CMS has finally released the final rule for the Medicare Shared Savings Program, which is the program that establishes the rules for Accountable Care Organizations (ACOs).
The initial industry objections to the ACO concept and the proposed regulations was that it was so complicated, so limited and potentially so expensive that it would be impossible, or at least impractical, for any organization other than an all ready large and well established integrated delivery system to actually qualify as an ACO. Interestingly enough, the entities that were already in existence and best suited for Medicare ACO qualification expressed little interest in the concept, presumably believing that they would qualify for the incentive programs and savings programs available from Medicare and other third party payors without the need of establishing an entity that qualified as an ACO within the requirements specified by CMS. The final rules expect to relax those requirements and make ACOs more available and less risky, in an attempt to attract more potential participants.

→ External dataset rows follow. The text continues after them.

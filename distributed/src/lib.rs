use std::{
    path::{Path, PathBuf},
    sync::Arc,
    time::Duration,
};

use common::{LaneCount, LaneOutput, Workload};
use futures::future::join_all;
use time::macros::format_description;
use tokio::sync::oneshot;
use tracing::{info, warn};
use tracing_appender::non_blocking::WorkerGuard;
use tracing_subscriber::{
    fmt::time::LocalTime, layer::SubscriberExt, util::SubscriberInitExt, EnvFilter,
};
use uuid::Uuid;

pub mod coordinator;
pub mod error;
pub mod output;
pub mod worker;

pub use coordinator::{Coordinator, RunOptions, Split};
pub use error::{RunError, TaskError};

use worker::Worker;

/// Logs to stderr and, when `log_dir` is set, to `{log_dir}/{name}.log`.
///
/// Keep the returned guard alive until exit or buffered file lines are lost.
pub fn init_logger(log_dir: Option<&Path>, name: &str) -> Option<WorkerGuard> {
    let timer = LocalTime::new(format_description!(
        "[hour]:[minute]:[second].[subsecond digits:3]"
    ));
    let filter = EnvFilter::try_from_default_env().unwrap_or_else(|_| EnvFilter::new("info"));
    let stderr = tracing_subscriber::fmt::layer()
        .with_timer(timer.clone())
        .with_writer(std::io::stderr);

    let (file, guard) = match log_dir {
        Some(dir) => {
            let appender = tracing_appender::rolling::never(dir, format!("{name}.log"));
            let (writer, guard) = tracing_appender::non_blocking(appender);
            let layer = tracing_subscriber::fmt::layer()
                .with_timer(timer)
                .with_ansi(false)
                .with_writer(writer);
            (Some(layer), Some(guard))
        }
        None => (None, None),
    };

    tracing_subscriber::registry()
        .with(filter)
        .with(stderr)
        .with(file)
        .init();
    guard
}

/// Fresh uuid-named path inside `dir` for output staged before its rename.
pub fn temp_file(dir: &Path) -> PathBuf {
    dir.join(format!(".mr-tmp-{}", Uuid::new_v4()))
}

/// How long a finished run waits for its workers before abandoning them.
pub const WORKER_GRACE: Duration = Duration::from_millis(250);

/// Result of a finished run.
#[derive(Debug)]
pub struct JobOutput {
    /// One entry per lane, in lane order.
    pub lanes: Vec<LaneOutput>,
    /// Pairs rejected because their key did not match their word.
    pub malformed: u64,
}

/// A configured run that has not started yet.
pub struct Job {
    coordinator: Arc<Coordinator>,
    shutdown: oneshot::Receiver<()>,
    workload: Workload,
}

impl Job {
    pub fn new(splits: Vec<Split>, n_lanes: LaneCount, workload: Workload, options: RunOptions) -> Self {
        let (tx, rx) = oneshot::channel();
        Self {
            coordinator: Arc::new(Coordinator::new(splits, n_lanes, options, tx)),
            shutdown: rx,
            workload,
        }
    }

    /// Handle for aborting the run from elsewhere.
    pub fn coordinator(&self) -> Arc<Coordinator> {
        Arc::clone(&self.coordinator)
    }

    /// Starts the workers and waits until every lane is done or the run fails.
    pub async fn run(self) -> Result<JobOutput, RunError> {
        let n_workers = self.coordinator.options().workers.max(1);
        info!(
            lanes = self.coordinator.n_lanes().get(),
            workers = n_workers,
            "starting run"
        );
        let mut workers = (0..n_workers)
            .map(|id| tokio::spawn(Worker::new(id, Arc::clone(&self.coordinator), self.workload).run()))
            .collect::<Vec<_>>();

        self.shutdown.await.ok();

        // idle workers see the shutdown within one poll; a worker still inside
        // a stale or aborted attempt is abandoned, its result would be ignored
        let drained = tokio::time::timeout(WORKER_GRACE, join_all(workers.iter_mut())).await;
        match drained {
            Ok(joined) => {
                for err in joined.into_iter().filter_map(Result::err) {
                    warn!("worker ended abnormally: {}", err);
                }
            }
            Err(_) => {
                warn!("abandoning workers still busy with stale attempts");
                for worker in &workers {
                    worker.abort();
                }
            }
        }

        let (lanes, malformed) = self.coordinator.take_output()?;
        Ok(JobOutput { lanes, malformed })
    }
}

/// Runs the workload over `splits` with `n_lanes` lanes.
pub async fn run_job(
    splits: Vec<Split>,
    n_lanes: LaneCount,
    workload: Workload,
    options: RunOptions,
) -> Result<JobOutput, RunError> {
    Job::new(splits, n_lanes, workload, options).run().await
}
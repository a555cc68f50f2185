use std::{fmt, time::Duration};

use common::{ConfigError, LaneError};
use thiserror::Error;

/// Stages a map task moves through.
#[derive(Debug, Clone, Copy, PartialEq, Eq)]
pub enum MapStage {
    Partitioning,
    Combining,
}

impl fmt::Display for MapStage {
    fn fmt(&self, f: &mut fmt::Formatter<'_>) -> fmt::Result {
        match self {
            Self::Partitioning => f.write_str("partitioning"),
            Self::Combining => f.write_str("combining"),
        }
    }
}

/// Why one attempt of one task did not complete.
#[derive(Debug, Error, Clone)]
pub enum TaskError {
    #[error("split {split} failed while {stage}: {reason}")]
    Map {
        split: usize,
        stage: MapStage,
        reason: String,
    },

    #[error(transparent)]
    Lane(#[from] LaneError),

    #[error("no completion within {0:?}")]
    TimedOut(Duration),

    #[error("worker lost the task: {0}")]
    Lost(String),
}

#[derive(Debug, Error)]
pub enum RunError {
    #[error(transparent)]
    Config(#[from] ConfigError),

    #[error("{task} failed after {attempts} attempts: {source}")]
    Exhausted {
        task: String,
        attempts: u32,
        #[source]
        source: TaskError,
    },

    #[error("run aborted, partial output discarded")]
    Aborted,

    #[error("lane {0} produced no output")]
    MissingLane(usize),
}
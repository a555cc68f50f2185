use std::{hash::Hasher, num::NonZeroUsize};

use fnv::FnvHasher;

use crate::{error::ConfigError, record::GroupKey};

/// Number of lanes in a run. Zero and negative counts cannot be represented.
#[derive(Debug, Clone, Copy, PartialEq, Eq, PartialOrd, Ord, Hash)]
pub struct LaneCount(NonZeroUsize);

impl LaneCount {
    pub const ONE: Self = Self(NonZeroUsize::MIN);

    pub fn new(count: i64) -> Result<Self, ConfigError> {
        usize::try_from(count)
            .ok()
            .and_then(NonZeroUsize::new)
            .map(Self)
            .ok_or(ConfigError::InvalidLaneCount(count))
    }

    pub fn get(self) -> usize {
        self.0.get()
    }

    /// All lane indices, in order.
    pub fn lanes(self) -> std::ops::Range<usize> {
        0..self.get()
    }
}

impl TryFrom<usize> for LaneCount {
    type Error = ConfigError;

    fn try_from(count: usize) -> Result<Self, Self::Error> {
        NonZeroUsize::new(count)
            .map(Self)
            .ok_or(ConfigError::InvalidLaneCount(0))
    }
}

/// Hashes a group key for partitioning.
///
/// 64-bit FNV-1a over the raw key bytes (offset basis `0xcbf29ce484222325`,
/// prime `0x100000001b3`), masked to 31 bits. No per-process seed is involved,
/// so the value is the same in every run and on every machine.
pub fn key_hash(key: &str) -> u64 {
    let mut hasher = FnvHasher::default();
    hasher.write(key.as_bytes());
    hasher.finish() & 0x7fff_ffff
}

/// Picks the lane owning `key`: `key_hash(key) % lanes`.
pub fn assign_lane(key: &GroupKey, lanes: LaneCount) -> usize {
    // key_hash fits in 31 bits, so the remainder always fits in usize
    (key_hash(key.as_str()) % lanes.get() as u64) as usize
}

#[cfg(test)]
mod tests {
    use super::*;

    fn key(s: &str) -> GroupKey {
        GroupKey::parse(s).unwrap()
    }

    #[test]
    fn lane_count_rejects_non_positive() {
        assert_eq!(LaneCount::new(0), Err(ConfigError::InvalidLaneCount(0)));
        assert_eq!(LaneCount::new(-3), Err(ConfigError::InvalidLaneCount(-3)));
        assert_eq!(LaneCount::new(8).unwrap().get(), 8);
        assert!(LaneCount::try_from(0usize).is_err());
        assert_eq!(LaneCount::ONE.get(), 1);
    }

    #[test]
    fn hash_is_fnv1a() {
        // published FNV-1a 64 test vector for "a" is 0xaf63dc4c8601ec8c
        assert_eq!(key_hash("a"), 0xaf63dc4c8601ec8c & 0x7fff_ffff);
        assert_eq!(key_hash(""), 0xcbf29ce484222325 & 0x7fff_ffff);
    }

    #[test]
    fn single_lane_takes_everything() {
        for k in ["acer", "enot", "act", "zz"] {
            assert_eq!(assign_lane(&key(k), LaneCount::ONE), 0);
        }
    }

    #[test]
    fn assignment_is_stable_and_in_range() {
        let lanes = LaneCount::new(8).unwrap();
        for k in ["acer", "enot", "act", "aabb", "eilnst"] {
            let first = assign_lane(&key(k), lanes);
            assert!(first < 8);
            assert_eq!(first, assign_lane(&key(k), lanes));
        }
    }
}
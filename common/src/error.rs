use thiserror::Error;

use crate::lane::LaneState;

/// Rejected before any lane starts. Never retried.
#[derive(Debug, Error, Clone, PartialEq, Eq)]
pub enum ConfigError {
    #[error("lane count must be a positive integer, got {0}")]
    InvalidLaneCount(i64),

    #[error("no input location given")]
    MissingInput,

    #[error("no output location given")]
    MissingOutput,
}

#[derive(Debug, Error, Clone, Copy, PartialEq, Eq)]
pub enum MalformedReason {
    #[error("key is shorter than two letters")]
    KeyTooShort,

    #[error("key contains characters outside a-z")]
    KeyNotLowercaseAscii,

    #[error("key letters are not in ascending order")]
    KeyNotSorted,

    #[error("key is not the sorted letters of the word")]
    KeyMismatch,
}

/// A pair whose key does not belong to its word. Counted and dropped.
#[derive(Debug, Error, Clone, PartialEq, Eq)]
#[error("malformed record ({key:?}, {word:?}): {reason}")]
pub struct MalformedRecord {
    pub key: String,
    pub word: String,
    pub reason: MalformedReason,
}

#[derive(Debug, Error, Clone, PartialEq, Eq)]
pub enum LaneError {
    #[error("lane {lane} cannot move from {from} to {to}")]
    InvalidTransition {
        lane: usize,
        from: LaneState,
        to: LaneState,
    },

    #[error("lane {lane} failed while {stage}: {reason}")]
    Failed {
        lane: usize,
        stage: LaneState,
        reason: String,
    },
}

impl LaneError {
    pub fn lane(&self) -> usize {
        match self {
            Self::InvalidTransition { lane, .. } | Self::Failed { lane, .. } => *lane,
        }
    }

    /// The state the lane was in when the error surfaced.
    pub fn stage(&self) -> LaneState {
        match self {
            Self::InvalidTransition { from, .. } => *from,
            Self::Failed { stage, .. } => *stage,
        }
    }
}
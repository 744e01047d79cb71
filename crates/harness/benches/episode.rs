use criterion::{criterion_group, criterion_main, Criterion};
use engine::{Button, ScenarioConfig, ScreenResolution, ScriptedEngine};
use harness::{run_episodes, ActionSet, NoopObserver, RandomPolicy, RunOptions, Session};
use std::path::PathBuf;

fn config(resolution: ScreenResolution, depth: bool) -> ScenarioConfig {
    ScenarioConfig {
        scenario_path: Some(PathBuf::from(env!("CARGO_MANIFEST_DIR")).join("tests/data/basic.wad")),
        map: Some("map01".to_string()),
        resolution,
        available_buttons: vec![Button::MoveLeft, Button::MoveRight, Button::Attack],
        episode_timeout: 200,
        episode_start_time: 10,
        living_reward: -1.0,
        depth_buffer_enabled: depth,
        ..Default::default()
    }
}

fn bench_basic_episode(c: &mut Criterion) {
    let mut group = c.benchmark_group("basic_episode");
    for (name, resolution, depth) in [
        ("160x120", ScreenResolution::Res160x120, false),
        ("640x480", ScreenResolution::Res640x480, false),
        ("640x480_depth", ScreenResolution::Res640x480, true),
    ] {
        group.bench_function(name, |b| {
            b.iter(|| {
                let mut policy = RandomPolicy::with_seed(ActionSet::one_hot(3).unwrap(), 7);
                run_episodes(
                    Session::new(ScriptedEngine::new()),
                    config(resolution, depth),
                    &mut policy,
                    &mut NoopObserver,
                    RunOptions::headless(1),
                )
                .unwrap()
            });
        });
    }
    group.finish();
}

criterion_group!(benches, bench_basic_episode);
criterion_main!(benches);
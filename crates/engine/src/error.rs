use crate::types::{Button, GameVariable, ScreenResolution};
use std::path::PathBuf;
use thiserror::Error;

/// Scenario configuration rejected before the engine is started.
#[derive(Error, Debug, Clone, PartialEq)]
pub enum ConfigError {
    #[error("required field `{0}` is missing")]
    MissingField(&'static str),
    #[error("scenario path {0:?} does not resolve to a file")]
    UnresolvedPath(PathBuf),
    #[error("button {0} is enabled more than once")]
    DuplicateButton(Button),
    #[error("game variable {0:?} is enabled more than once")]
    DuplicateGameVariable(GameVariable),
    #[error("ticrate must be greater than zero")]
    InvalidTicrate,
    #[error("living reward must be finite, got {0}")]
    NonFiniteReward(f64),
}

/// Failure reported by a [`SimEngine`](crate::SimEngine) backend.
#[derive(Error, Debug, Clone, PartialEq)]
pub enum EngineError {
    #[error("scenario asset {0:?} not found")]
    AssetNotFound(PathBuf),
    #[error("scenario asset {path:?} is not a WAD file: {reason}")]
    InvalidAsset { path: PathBuf, reason: String },
    #[error("screen resolution {0} is not supported by this engine")]
    UnsupportedResolution(ScreenResolution),
    #[error("map `{0}` is not a valid map identifier")]
    UnknownMap(String),
    #[error("engine has not been initialized")]
    NotInitialized,
    #[error("episode is finished")]
    EpisodeFinished,
    #[error("engine failed while advancing tick {tick}")]
    StepFailed { tick: u32 },
    #[error("action has {actual} buttons, engine expects {expected}")]
    ButtonCount { expected: usize, actual: usize },
}
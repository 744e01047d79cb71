#![deny(clippy::all, clippy::pedantic)]
#![allow(clippy::module_name_repetitions)]
//! # Engine interface
//!
//! Everything the episode harness needs to talk to a frame-stepped simulation
//! engine, and nothing about how the engine works inside.
//!
//! -   [`ScenarioConfig`] describes the scenario: asset, map, resolution,
//!     enabled buttons and game variables, timeout, start offset, living
//!     reward and which observation buffers to produce.
//! -   [`SimEngine`] is the backend trait. A backend owns the engine process
//!     (or an in-process stand-in) and advances it one tick per action.
//! -   [`ObservationSnapshot`] is what a backend reports for the current tick.
//!
//! With the `mock` feature (on by default) the crate also provides
//! [`ScriptedEngine`], a deterministic backend used by tests, benches and the
//! `doomharness` binary.

pub mod backend;
pub mod config;
pub mod error;
pub mod observation;
pub mod types;

pub use backend::SimEngine;
pub use config::{tick_interval, ScenarioConfig, DEFAULT_TICRATE};
pub use error::{ConfigError, EngineError};
pub use observation::{
    AudioBuffer, GameVariables, Label, Line, Object, ObservationSnapshot, PixelBuffer, PixelFormat,
    Sector,
};
pub use types::{Button, GameVariable, ScreenResolution};

#[cfg(feature = "mock")]
pub use backend::scripted::{EngineProbe, EventKind, ScriptedEngine, ScriptedEvent};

Early predictions were that ACOs would be developed to cover less than 5% of the available Medicare fee for service beneficiaries. It is too early to tell whether these relaxed regulations will change that outlook.
The ACO regulations are voluminous. For those interested in establishing ACOs there is no substitute for actually parsing the regulations section by section. However, for those interested in simply understanding what the changes have been, the Commonwealth Fund has published a well written and organized summary of the changes and a table identifying those changes, which is linked to this article.